Anisotropic pressure It is noticed that the measure of anisotropic pressure \(\triangle (r)\) is positive in few cases when the small values of \(\lambda \) has been taken into account. In case \(\lambda >1\), the anisotropic pressure shows negative behavior for all three compact stars.
Equilibrium condition It is seen from Tables 3 and 4 that the forces \(\mathcal {F}_{\mathrm {a}},\,\mathcal {F}_{\mathrm {h}}\) and \(\mathcal {F}_{\mathrm {g}}\) satisfied the equilibrium condition for U 1538-52, LMC X-4 and PSR J1614-2230 models. It is also noticed from the same table that these forces balanced each other’s effect and hence leaving a stable configuration for all choices of small and large \(\lambda \) values. These forces have been illustrated graphically in the Figs. 7 and 8.
Energy conditions It is seen from the Tables 3 and 4 that all the functions \(\rho \), \(p_r\), \(p_t\), \(\rho -p_{r}\), \(\rho -p_{t}\), \(\rho -p_{r}-2p_{t}\), which are presented graphically and analytically satisfied the respective bounds namely NEC, WEC, SEC and DEC.

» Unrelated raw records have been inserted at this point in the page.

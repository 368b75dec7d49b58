//! Error types
//!
//! One enum per concern. Only [`PlaybackError`] and [`HarmonixError`] ever
//! reach a caller of the playback surface; resolver and assistant errors are
//! absorbed into fallbacks inside their modules.

/// Crate-wide error.
#[derive(thiserror::Error, Debug)]
pub enum HarmonixError {
    /// IO error from filesystem or device
    #[error("IO error: {0}")]
    Io(#[from] std::io::Error),

    /// Audio device error
    #[error("Audio device error: {0}")]
    AudioDeviceError(String),

    /// Invalid configuration
    #[error("Invalid configuration: {0}")]
    ConfigError(String),

    /// Output ring could not be built
    #[cfg(feature = "streaming")]
    #[error(transparent)]
    Ring(#[from] crate::streaming::RingBufferError),

    /// Playback failure surfaced from the engine
    #[error(transparent)]
    Playback(#[from] PlaybackError),

    /// Generic error
    #[error("{0}")]
    Other(String),
}

impl From<String> for HarmonixError {
    /// Converts a String into `HarmonixError::Other`.
    ///
    /// Prefer a specific variant where one fits; string errors lose their kind.
    fn from(msg: String) -> Self {
        HarmonixError::Other(msg)
    }
}

impl From<&str> for HarmonixError {
    fn from(msg: &str) -> Self {
        HarmonixError::Other(msg.to_string())
    }
}

impl From<MediaError> for HarmonixError {
    fn from(e: MediaError) -> Self {
        HarmonixError::Playback(PlaybackError::Media(e))
    }
}

impl From<ResolveError> for HarmonixError {
    fn from(e: ResolveError) -> Self {
        HarmonixError::Other(e.to_string())
    }
}

/// Result type for crate operations.
pub type Result<T> = std::result::Result<T, HarmonixError>;

/// Failure opening or decoding a media source.
#[derive(thiserror::Error, Debug, Clone, PartialEq)]
pub enum MediaError {
    /// The host refused cross-origin access required for analysis
    #[error("cross-origin access denied for {0}")]
    CrossOriginDenied(String),

    /// Transport failure while fetching the source
    #[error("network error: {0}")]
    Network(String),

    /// The bytes could not be decoded
    #[error("decode error: {0}")]
    Decode(String),

    /// No decoder for this source
    #[error("unsupported media: {0}")]
    Unsupported(String),
}

/// Failure of a transport command.
#[derive(thiserror::Error, Debug, Clone, PartialEq)]
pub enum PlaybackError {
    /// `play` was called with nothing loaded
    #[error("no source loaded")]
    NoSource,

    /// The current source failed to load or decode
    #[error("media error: {0}")]
    Media(#[from] MediaError),

    /// A newer request overtook this one. Swallowed by the engine.
    #[error("operation superseded by a newer request")]
    Aborted,
}

/// Failure talking to a catalog endpoint.
#[derive(thiserror::Error, Debug)]
pub enum ResolveError {
    /// HTTP transport or status failure
    #[error("HTTP error: {0}")]
    Http(#[from] reqwest::Error),

    /// The endpoint did not answer within its deadline
    #[error("request timed out after {0} ms")]
    Timeout(u64),

    /// The body was not structurally valid for the catalog
    #[error("invalid payload: {0}")]
    InvalidPayload(String),
}

/// Failure talking to the generative-text service.
#[derive(thiserror::Error, Debug)]
pub enum AssistError {
    /// No API key configured or the service is switched off
    #[error("assistant unavailable")]
    Unavailable,

    /// HTTP transport or status failure
    #[error("HTTP error: {0}")]
    Http(#[from] reqwest::Error),

    /// The reply did not match the requested shape
    #[error("malformed reply: {0}")]
    Malformed(String),
}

Mass function, compactness parameter and gravitational red-shift function In the present scenario, mass-radii function, compactness parameters and gravitational parameters have been investigated graphically. Tables 3 and 4 along with the corresponding graphs indicated that the mass-radii function m(r) and compactness parameter u(r) remained positive, regular and increasing and satisfy the Buchdahl limit, i.e., \(u(r)\le 8/9\). Further, the gravitational red-shift function z(r) showed positive decreasing behavior for all these compact star models and \(\lambda \) choices.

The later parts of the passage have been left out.